After about four years of operation, the observatory will benefit from the addition of 30,000 detectors thanks to a grant from the National Science Foundation (USA). The total observation period for the telescopes will be around 10 years. "Ten years may seem a long time, but if you use the capabilities of today's telescopes, it would take 60 years to reach our sensitivity," explains Mark Devlin. Additional telescopes funded by Japan and the UK are also due to come on stream in 2026, doubling the number of SATs.

French participation in the observatory

Teams from IN2P3 are taking part in the Simons project, with the participation of the APC and IJCLab laboratories. "Detecting polarisation B modes is like finding a needle in a haystack," explains Josquin Errard, winner of a European Research Council (ERC) grant on the subject and co-responsible for measuring primordial B modes within the collaboration. "Observations of the cosmic microwave background are affected by all sorts of astrophysical and environmental emissions that contaminate the signal, in particular emissions from our own galaxy, the Milky Way. We are working on developing new data analysis methods that will enable us to separate the different contributions.

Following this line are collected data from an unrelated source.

//! Timed telemetry pushes to the page.
//!
//! The pump is polled from the editor's UI timer. It fires at most once per
//! interval and only sends while the surface is visible. Skipped payloads
//! are dropped; the next push carries the latest values.

use std::time::{Duration, Instant};

use webrelay_core::{EditorConfig, TelemetrySource, DEFAULT_TELEMETRY_EVENT};
use webrelay_webview::{bridge, WebSurface};

/// What a [`TelemetryPump::poll`] did.
#[derive(Debug, Clone, Copy, PartialEq, Eq)]
pub enum PumpOutcome {
    /// The interval has not elapsed, or the pump is disabled.
    NotDue,
    /// A payload was sent.
    Sent,
    /// The interval elapsed but the surface is hidden; nothing was sent.
    SkippedHidden,
}

/// Rate-limited telemetry emitter.
#[derive(Debug, Clone)]
pub struct TelemetryPump {
    interval: Option<Duration>,
    event: String,
    next_due: Option<Instant>,
}

impl TelemetryPump {
    /// Pump firing `rate_hz` times per second. A rate of 0 disables it.
    pub fn new(rate_hz: u32) -> Self {
        Self {
            interval: (rate_hz > 0).then(|| Duration::from_secs(1) / rate_hz),
            event: DEFAULT_TELEMETRY_EVENT.to_string(),
            next_due: None,
        }
    }

    /// Pump using the editor config's rate and event name.
    pub fn from_config(config: &EditorConfig) -> Self {
        Self::new(config.telemetry_rate_hz).with_event(config.telemetry_event)
    }

    pub fn with_event(mut self, name: impl Into<String>) -> Self {
        self.event = name.into();
        self
    }

    /// Time between pushes, or `None` if disabled.
    pub fn interval(&self) -> Option<Duration> {
        self.interval
    }

    pub fn event(&self) -> &str {
        &self.event
    }

    /// Push a payload if the interval has elapsed.
    ///
    /// The first poll after construction is always due. A skipped push
    /// still consumes the interval.
    pub fn poll(&mut self, now: Instant, surface: &dyn WebSurface, source: &dyn TelemetrySource) -> PumpOutcome {
        let Some(interval) = self.interval else {
            return PumpOutcome::NotDue;
        };
        if self.next_due.is_some_and(|due| now < due) {
            return PumpOutcome::NotDue;
        }
        self.next_due = Some(now + interval);

        if !surface.is_visible() {
            return PumpOutcome::SkippedHidden;
        }
        let payload = source.collect();
        if bridge::emit_event_if_visible(surface, &self.event, &payload) {
            PumpOutcome::Sent
        } else {
            PumpOutcome::SkippedHidden
        }
    }
}

impl Default for TelemetryPump {
    fn default() -> Self {
        Self::new(webrelay_core::DEFAULT_TELEMETRY_RATE_HZ)
    }
}
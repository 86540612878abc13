//! Parameter types with encapsulated atomic storage.
//!
//! Three parameter types cover the three web control families:
//!
//! - [`FloatParameter`] - Continuous value with linear range mapping (sliders)
//! - [`BoolParameter`] - Toggle value (toggle buttons)
//! - [`ChoiceParameter`] - One of a fixed list of names (combo boxes)
//!
//! Values are stored normalized in atomics so the audio thread can read them
//! lock-free while the UI thread writes.
//!
//! # Example
//!
//! ```
//! use webrelay_core::{FloatParameter, ParameterRef};
//!
//! let gain = FloatParameter::db("gain", "Gain", 0.0, -60.0..=12.0);
//! gain.set(-6.0);
//! assert!((gain.get() + 6.0).abs() < 1e-9);
//! assert_eq!(gain.key(), "gain");
//! ```

use std::ops::RangeInclusive;
use std::sync::atomic::{AtomicBool, AtomicU64, AtomicUsize, Ordering};

use crate::parameter_info::{ParameterFlags, ParameterInfo, ParameterKind};
use crate::types::{ParameterId, ParameterValue};

// =============================================================================
// ParameterRef Trait - Type-erased parameter access
// =============================================================================

/// Trait for type-erased parameter access at runtime.
///
/// All implementations must be thread-safe (`Send + Sync`) for
/// concurrent access from audio, UI, and host threads.
pub trait ParameterRef: Send + Sync {
    /// Full parameter metadata.
    fn info(&self) -> &ParameterInfo;

    /// Stable string key.
    fn key(&self) -> &'static str {
        self.info().key
    }

    /// Numeric id derived from the key.
    fn id(&self) -> ParameterId {
        self.info().id
    }

    /// Value family.
    fn kind(&self) -> ParameterKind {
        self.info().kind
    }

    /// Get the current normalized value (0.0-1.0).
    ///
    /// This is lock-free and safe to call from the audio thread.
    fn get_normalized(&self) -> ParameterValue;

    /// Set the normalized value (0.0-1.0).
    ///
    /// Values are clamped to [0.0, 1.0]. Non-finite values are ignored.
    fn set_normalized(&self, value: ParameterValue);

    /// Convert a normalized value to a plain value.
    fn normalized_to_plain(&self, normalized: ParameterValue) -> ParameterValue;

    /// Convert a plain value to a normalized value.
    fn plain_to_normalized(&self, plain: ParameterValue) -> ParameterValue;

    /// Get the current plain value in natural units.
    fn get_plain(&self) -> ParameterValue {
        self.normalized_to_plain(self.get_normalized())
    }

    /// Set the plain value in natural units.
    fn set_plain(&self, value: ParameterValue) {
        self.set_normalized(self.plain_to_normalized(value));
    }

    /// Format a normalized value for display, without units.
    fn display_normalized(&self, normalized: ParameterValue) -> String;

    /// Format the current value for display.
    fn display(&self) -> String {
        self.display_normalized(self.get_normalized())
    }

    /// Parse a display string to a normalized value.
    fn parse(&self, text: &str) -> Option<ParameterValue>;

    /// Choice names for [`ParameterKind::Choice`] parameters, empty otherwise.
    fn choices(&self) -> &'static [&'static str] {
        &[]
    }
}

In parallel, a possible French instrumental contribution to the observatory is under discussion, led by the LPSC, in partnership with CNRS Physique and CNRS Terre & Univers. The aim is to add a new SAT focusing on the characterisation and subtraction of galactic dust emissions that contaminate the cosmological signal. This new telescope would make it possible to fully exploit the observatory's sensitivity to primordial gravitational waves.

"With the success of the Planck satellite mission, France has positioned itself as a leader in the science of the primordial Universe. Greater participation by our community in the observatory would enable us to make the most of all our expertise, whether in instruments or data analysis," adds Thibaut Louis, a researcher at the IJCLab and head of the 'Simons Observatory' master project at IN2P3.